Given data:
-=-=-=-=-

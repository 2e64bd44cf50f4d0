use crate::bus::PhaseBus;
use crate::models::{CreationParams, Phase};
use std::future::Future;
use std::sync::Arc;
use std::time::Duration;
use thiserror::Error;
use tokio::time::timeout;

/// Errors reported by a creation backend
///
/// None of these cross the bus: subscribers only ever see [`Phase::Failure`].
#[derive(Error, Debug, Clone, PartialEq, Eq)]
pub enum CreationError {
    #[error("Site creation rejected during {phase}: {reason}")]
    Rejected { phase: Phase, reason: String },

    #[error("{phase} timed out after {after:?}")]
    Timeout { phase: Phase, after: Duration },
}

/// The "start" command seam between the UI and the background operation
///
/// Implementations must return immediately; progress is reported on the bus.
#[cfg_attr(test, mockall::automock)]
pub trait SiteCreator: Send + Sync {
    fn create_site(&self, params: CreationParams);
}

/// Performs the work behind a single phase
pub trait CreationBackend: Send + Sync + 'static {
    fn perform(
        &self,
        phase: Phase,
        params: &CreationParams,
    ) -> impl Future<Output = Result<(), CreationError>> + Send;
}

/// Background site creation operation
///
/// Runs the backend on the tokio runtime and publishes each phase on the
/// [`PhaseBus`] before performing it:
/// `IDLE`, `NEW_SITE`, `FETCHING_NEW_SITE`, `SET_TAGLINE`, `SET_THEME`, then
/// `SUCCESS`, or `FAILURE` as soon as any phase errors. Failures are not retried.
pub struct SiteCreationService<B> {
    bus: PhaseBus,
    backend: Arc<B>,
    runtime: tokio::runtime::Handle,
    step_timeout: Duration,
}

impl<B: CreationBackend> SiteCreationService<B> {
    /// Default upper bound for a single phase
    pub const DEFAULT_STEP_TIMEOUT: Duration = Duration::from_secs(60);

    pub fn new(bus: PhaseBus, backend: B, runtime: tokio::runtime::Handle) -> Self {
        Self {
            bus,
            backend: Arc::new(backend),
            runtime,
            step_timeout: Self::DEFAULT_STEP_TIMEOUT,
        }
    }

    pub fn with_step_timeout(mut self, step_timeout: Duration) -> Self {
        self.step_timeout = step_timeout;
        self
    }

    pub fn backend(&self) -> &B {
        &self.backend
    }

    /// Run every phase to completion, publishing progress on `bus`
    ///
    /// # Errors
    /// Returns the first backend error; `FAILURE` has already been published by then.
    pub async fn run(
        bus: PhaseBus,
        backend: Arc<B>,
        params: CreationParams,
        step_timeout: Duration,
    ) -> Result<(), CreationError> {
        bus.publish(Phase::Idle);

        for phase in Phase::WORK {
            bus.publish(phase);
            tracing::debug!("Performing {} for '{}'", phase, params.slug);

            let outcome = match timeout(step_timeout, backend.perform(phase, &params)).await {
                Ok(outcome) => outcome,
                Err(_) => Err(CreationError::Timeout {
                    phase,
                    after: step_timeout,
                }),
            };

            if let Err(e) = outcome {
                tracing::error!("Site creation failed: {}", e);
                bus.publish(Phase::Failure);
                return Err(e);
            }
        }

        bus.publish(Phase::Success);
        tracing::info!("Site '{}' created", params.slug);
        Ok(())
    }
}

impl<B: CreationBackend> SiteCreator for SiteCreationService<B> {
    fn create_site(&self, params: CreationParams) {
        tracing::info!(
            "Starting site creation: title='{}', slug='{}', theme='{}'",
            params.title,
            params.slug,
            params.theme_id
        );

        let bus = self.bus.clone();
        let backend = Arc::clone(&self.backend);
        let step_timeout = self.step_timeout;

        // Fire and forget; the outcome is reported on the bus
        self.runtime.spawn(async move {
            if let Err(e) = Self::run(bus, backend, params, step_timeout).await {
                tracing::debug!("Background creation ended with: {}", e);
            }
        });
    }
}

-=-=-=-=-

Problem to solve: Each and every entry needs to be repeated exactly.

Exercise output:
repository 2e64bd44cf50f4d0
use crate::bus::PhaseBus;
use crate::models::{CreationParams, Phase};
use std::future::Future;
use std::sync::Arc;
use std::time::Duration;
use thiserror::Error;
use tokio::time::timeout;

/// Errors reported by a creation backend
///
/// None of these cross the bus: subscribers only ever see [`Phase::Failure`].
#[derive(Error, Debug, Clone, PartialEq, Eq)]
pub enum CreationError {
    #[error("Site creation rejected during {phase}: {reason}")]
    Rejected { phase: Phase, reason: String },

    #[error("{phase} timed out after {after:?}")]
    Timeout { phase: Phase, after: Duration },
}

/// The "start" command seam between the UI and the background operation
///
/// Implementations must return immediately; progress is reported on the bus.
#[cfg_attr(test, mockall::automock)]
pub trait SiteCreator: Send + Sync {
    fn create_site(&self, params: CreationParams);
}

/// Performs the work behind a single phase
pub trait CreationBackend: Send + Sync + 'static {
    fn perform(
        &self,
        phase: Phase,
        params: &CreationParams,
    ) -> impl Future<Output = Result<(), CreationError>> + Send;
}

/// Background site creation operation
///
/// Runs the backend on the tokio runtime and publishes each phase on the
/// [`PhaseBus`] before performing it:
/// `IDLE`, `NEW_SITE`, `FETCHING_NEW_SITE`, `SET_TAGLINE`, `SET_THEME`, then
/// `SUCCESS`, or `FAILURE` as soon as any phase errors. Failures are not retried.
pub struct SiteCreationService<B> {
    bus: PhaseBus,
    backend: Arc<B>,
    runtime: tokio::runtime::Handle,
    step_timeout: Duration,
}

impl<B: CreationBackend> SiteCreationService<B> {
    /// Default upper bound for a single phase
    pub const DEFAULT_STEP_TIMEOUT: Duration = Duration::from_secs(60);

    pub fn new(bus: PhaseBus, backend: B, runtime: tokio::runtime::Handle) -> Self {
        Self {
            bus,
            backend: Arc::new(backend),
            runtime,
            step_timeout: Self::DEFAULT_STEP_TIMEOUT,
        }
    }

    pub fn with_step_timeout(mut self, step_timeout: Duration) -> Self {
        self.step_timeout = step_timeout;
        self
    }

    pub fn backend(&self) -> &B {
        &self.backend
    }

    /// Run every phase to completion, publishing progress on `bus`
    ///
    /// # Errors
    /// Returns the first backend error; `FAILURE` has already been published by then.
    pub async fn run(
        bus: PhaseBus,
        backend: Arc<B>,
        params: CreationParams,
        step_timeout: Duration,
    ) -> Result<(), CreationError> {
        bus.publish(Phase::Idle);

        for phase in Phase::WORK {
            bus.publish(phase);
            tracing::debug!("Performing {} for '{}'", phase, params.slug);

            let outcome = match timeout(step_timeout, backend.perform(phase, &params)).await {
                Ok(outcome) => outcome,
                Err(_) => Err(CreationError::Timeout {
                    phase,
                    after: step_timeout,
                }),
            };

            if let Err(e) = outcome {
                tracing::error!("Site creation failed: {}", e);
                bus.publish(Phase::Failure);
                return Err(e);
            }
        }

        bus.publish(Phase::Success);
        tracing::info!("Site '{}' created", params.slug);
        Ok(())
    }
}

impl<B: CreationBackend> SiteCreator for SiteCreationService<B> {
    fn create_site(&self, params: CreationParams) {
        tracing::info!(
            "Starting site creation: title='{}', slug='{}', theme='{}'",
            params.title,
            params.slug,
            params.theme_id
        );

        let bus = self.bus.clone();
        let backend = Arc::clone(&self.backend);
        let step_timeout = self.step_timeout;

        // Fire and forget; the outcome is reported on the bus
        self.runtime.spawn(async move {
            if let Err(e) = Self::run(bus, backend, params, step_timeout).await {
                tracing::debug!("Background creation ended with: {}", e);
            }
        });
    }
}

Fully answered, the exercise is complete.